Matteo Farinella, da Universidade Columbia, argumenta que o preconceito com o humor dentro da comunidade científica ainda é um entrave para o surgimento de novas HQs de ciência. “Os quadrinhos ainda são vistos como uma ferramenta apenas para tornar a ciência mais divertida e acessível às crianças”, diz. Para ele, a linguagem pode ser empregada para falar de assuntos complexos sem promover simplificações rasteiras. “Meu sonho é ver cartunistas de ciência profissionais, capazes de entender o assunto e reinterpretá-lo de maneira única. Já existem alguns que conseguem fazer isso, mas são exceções”, diz Farinella, que criou um site para monitorar a produção de HQs científicas no mundo. O Cartoon Science é uma espécie de repositório que reúne cerca de 85 quadrinhos de ciência.

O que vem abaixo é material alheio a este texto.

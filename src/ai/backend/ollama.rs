//! Ollama Local Model Backend
//!
//! Backend for locally-running Ollama models via `/api/generate`.

use async_trait::async_trait;
use serde::{Deserialize, Serialize};
use std::time::Instant;
use tracing::{debug, info, warn};

use super::{
    Completion, CompletionRequest, HealthStatus, ModelBackend, ResponseMetadata, ResponseTiming,
    TokenUsage, build_client, validate_endpoint,
};
use crate::config::BackendConfig;
use crate::constants::network;
use crate::types::{DocForgeError, ErrorClassifier, Result};

/// Ollama Local Model Backend
pub struct OllamaBackend {
    endpoint: String,
    model: String,
    temperature: f32,
    max_tokens: usize,
    client: reqwest::Client,
}

impl OllamaBackend {
    pub fn new(config: &BackendConfig) -> Result<Self> {
        let endpoint = validate_endpoint(config.endpoint_or_default())?;

        Ok(Self {
            endpoint,
            model: config.model.clone(),
            temperature: config.temperature,
            max_tokens: config.max_tokens,
            client: build_client(config.timeout_secs)?,
        })
    }

    fn build_request(&self, request: &CompletionRequest) -> OllamaRequest {
        OllamaRequest {
            model: self.model.clone(),
            prompt: request.prompt.clone(),
            system: request.system.clone(),
            stream: false,
            options: OllamaOptions {
                temperature: self.temperature,
                num_predict: self.max_tokens,
            },
            format: request.json_mode.then(|| "json".to_string()),
        }
    }
}

#[async_trait]
impl ModelBackend for OllamaBackend {
    async fn complete(&self, request: &CompletionRequest) -> Result<Completion> {
        info!(
            model = %self.model,
            json_mode = request.json_mode,
            "Requesting completion from Ollama"
        );

        let start_time = Instant::now();
        let url = format!("{}/api/generate", self.endpoint);

        debug!(url = %url, prompt_chars = request.prompt.len(), "Sending request to Ollama API");

        let response = self
            .client
            .post(&url)
            .json(&self.build_request(request))
            .send()
            .await
            .map_err(|e| ErrorClassifier::classify_transport(&e, &self.endpoint, &self.model))?;

        let status = response.status();
        if !status.is_success() {
            let body = response.text().await.unwrap_or_default();
            return Err(ErrorClassifier::classify_http_status(
                status.as_u16(),
                &body,
                &self.endpoint,
                &self.model,
            ));
        }

        let body: OllamaResponse = response
            .json()
            .await
            .map_err(|e| ErrorClassifier::classify_transport(&e, &self.endpoint, &self.model))?;

        if let Some(error) = body.error {
            return Err(DocForgeError::model(&self.model, error));
        }

        let text = body.response.unwrap_or_default();
        if text.trim().is_empty() {
            return Err(DocForgeError::model(&self.model, "empty response"));
        }

        let elapsed = start_time.elapsed();
        debug!(elapsed_ms = elapsed.as_millis() as u64, "Received response from Ollama");

        Ok(Completion {
            text,
            usage: TokenUsage::new(
                body.prompt_eval_count.unwrap_or(0),
                body.eval_count.unwrap_or(0),
            ),
            timing: ResponseTiming::from_duration(elapsed),
            metadata: ResponseMetadata {
                model: self.model.clone(),
                provider: "ollama".to_string(),
            },
        })
    }

    fn name(&self) -> &str {
        "ollama"
    }

    fn model(&self) -> &str {
        &self.model
    }

    fn endpoint(&self) -> &str {
        &self.endpoint
    }

    async fn health_check(&self) -> Result<HealthStatus> {
        let url = format!("{}/api/tags", self.endpoint);
        let mut status = HealthStatus {
            provider: "ollama".to_string(),
            endpoint: self.endpoint.clone(),
            model: self.model.clone(),
            reachable: false,
            model_available: false,
            detail: String::new(),
        };

        let response = self
            .client
            .get(&url)
            .timeout(std::time::Duration::from_secs(
                network::HEALTH_CHECK_TIMEOUT_SECS,
            ))
            .send()
            .await;

        match response {
            Ok(resp) if resp.status().is_success() => {
                status.reachable = true;
                match resp.json::<OllamaTagsResponse>().await {
                    Ok(tags) => {
                        let base = self.model.trim_end_matches(":latest");
                        status.model_available = tags
                            .models
                            .iter()
                            .any(|m| m.name == self.model || m.name.starts_with(base));
                        if status.model_available {
                            info!(model = %self.model, "Ollama is available");
                            status.detail = "model available".to_string();
                        } else {
                            warn!(model = %self.model, "Ollama is running but model not found");
                            status.detail = format!(
                                "model '{}' not found. Pull with: ollama pull {}",
                                self.model, self.model
                            );
                        }
                    }
                    Err(e) => {
                        status.detail = format!("could not read model list: {}", e);
                    }
                }
            }
            Ok(resp) => {
                warn!(status = %resp.status(), "Ollama API check failed");
                status.reachable = true;
                status.detail = format!("HTTP {}", resp.status());
            }
            Err(e) => {
                warn!(error = %e, "Ollama not available");
                status.detail = format!("unreachable: {}. Start with: ollama serve", e);
            }
        }

        Ok(status)
    }
}

// Request/Response types

#[derive(Debug, Serialize)]
struct OllamaRequest {
    model: String,
    prompt: String,
    #[serde(skip_serializing_if = "Option::is_none")]
    system: Option<String>,
    stream: bool,
    options: OllamaOptions,
    #[serde(skip_serializing_if = "Option::is_none")]
    format: Option<String>,
}

#[derive(Debug, Serialize)]
struct OllamaOptions {
    temperature: f32,
    num_predict: usize,
}

#[derive(Debug, Deserialize)]
struct OllamaResponse {
    #[serde(default)]
    response: Option<String>,
    #[serde(default)]
    error: Option<String>,
    #[serde(default)]
    prompt_eval_count: Option<u32>,
    #[serde(default)]
    eval_count: Option<u32>,
}

#[derive(Debug, Deserialize)]
struct OllamaTagsResponse {
    models: Vec<OllamaModel>,
}

#[derive(Debug, Deserialize)]
struct OllamaModel {
    name: String,
}

#[cfg(test)]
mod tests {
    use super::*;
    use tokio::io::{AsyncReadExt, AsyncWriteExt};
    use tokio::net::TcpListener;

    /// Serve one canned HTTP response and return the base URL
    async fn serve_once(status_line: &'static str, body: &'static str) -> String {
        let listener = TcpListener::bind("127.0.0.1:0").await.unwrap();
        let addr = listener.local_addr().unwrap();
        tokio::spawn(async move {
            if let Ok((mut socket, _)) = listener.accept().await {
                let mut buf = vec![0u8; 16 * 1024];
                let _ = socket.read(&mut buf).await;
                let response = format!(
                    "HTTP/1.1 {}\r\ncontent-type: application/json\r\ncontent-length: {}\r\nconnection: close\r\n\r\n{}",
                    status_line,
                    body.len(),
                    body
                );
                let _ = socket.write_all(response.as_bytes()).await;
                let _ = socket.shutdown().await;
            }
        });
        format!("http://{}", addr)
    }

    fn backend_for(endpoint: String) -> OllamaBackend {
        OllamaBackend::new(&BackendConfig {
            endpoint: Some(endpoint),
            timeout_secs: 5,
            ..Default::default()
        })
        .unwrap()
    }

    #[test]
    fn test_default_config() {
        let backend = OllamaBackend::new(&BackendConfig::default()).unwrap();
        assert_eq!(backend.endpoint, "http://localhost:11434");
        assert_eq!(backend.model, "llama3:latest");
    }

    #[test]
    fn test_json_mode_sets_format() {
        let backend = OllamaBackend::new(&BackendConfig::default()).unwrap();
        let plain = backend.build_request(&CompletionRequest::new("x"));
        assert!(plain.format.is_none());
        let json = backend.build_request(&CompletionRequest::new("x").json());
        assert_eq!(json.format.as_deref(), Some("json"));
    }

    #[tokio::test]
    async fn test_complete_success() {
        let endpoint = serve_once(
            "200 OK",
            r##"{"response":"# Docs","prompt_eval_count":12,"eval_count":3}"##,
        )
        .await;
        let completion = backend_for(endpoint)
            .complete(&CompletionRequest::new("write docs"))
            .await
            .unwrap();
        assert_eq!(completion.text, "# Docs");
        assert_eq!(completion.usage.total(), 15);
        assert_eq!(completion.metadata.provider, "ollama");
    }

    #[tokio::test]
    async fn test_gateway_status_is_connection_error() {
        let endpoint = serve_once("503 Service Unavailable", "{}").await;
        let err = backend_for(endpoint)
            .complete(&CompletionRequest::new("x"))
            .await
            .unwrap_err();
        assert!(matches!(err, DocForgeError::Connection { .. }));
        assert!(err.is_retryable());
    }

    #[tokio::test]
    async fn test_not_found_status_is_model_error() {
        let endpoint = serve_once("404 Not Found", r#"{"error":"model not found"}"#).await;
        let err = backend_for(endpoint)
            .complete(&CompletionRequest::new("x"))
            .await
            .unwrap_err();
        assert!(matches!(err, DocForgeError::Model { .. }));
        assert!(!err.is_retryable());
    }

    #[tokio::test]
    async fn test_empty_response_is_model_error() {
        let endpoint = serve_once("200 OK", r#"{"response":"   "}"#).await;
        let err = backend_for(endpoint)
            .complete(&CompletionRequest::new("x"))
            .await
            .unwrap_err();
        assert!(err.is_model_error());
    }

    #[tokio::test]
    async fn test_unreachable_endpoint_is_connection_error() {
        let listener = TcpListener::bind("127.0.0.1:0").await.unwrap();
        let addr = listener.local_addr().unwrap();
        drop(listener);

        let err = backend_for(format!("http://{}", addr))
            .complete(&CompletionRequest::new("x"))
            .await
            .unwrap_err();
        assert!(matches!(err, DocForgeError::Connection { .. }));
    }

    #[tokio::test]
    async fn test_health_check_reports_model() {
        let endpoint = serve_once(
            "200 OK",
            r#"{"models":[{"name":"llama3:latest"},{"name":"mistral:7b"}]}"#,
        )
        .await;
        let status = backend_for(endpoint).health_check().await.unwrap();
        assert!(status.reachable);
        assert!(status.model_available);
        assert!(status.is_ready());
    }
}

Mas o que pesquisadores interessados em fazer quadrinhos devem saber antes de começar? A bióloga Carly Melissa Tribull, pesquisadora da Universidade de Houston, no Texas, Estados Unidos, publicou em setembro de 2017 no Annals of the Entomological Society of America um guia com recomendações para cientistas que desejem criar suas próprias histórias em quadrinhos. “A qualidade que separa quadrinhos de livros ou artigos é que eles dependem de uma ordem específica de imagens para contar uma história. Saber quais informações serão apresentadas é o primeiro passo para desenhar uma HQ”, sugere Tribull. A autora também recomenda que se contratem ilustradores profissionais, quando os cientistas não souberem desenhar, embora isso não seja uma exigência. “Desenhos excepcionais não são um requisito para uma história em quadrinhos de comunicação científica bem-sucedida. Há quadrinhos na internet ilustrados inteiramente com bonequinhos e desenhos simples”, aponta.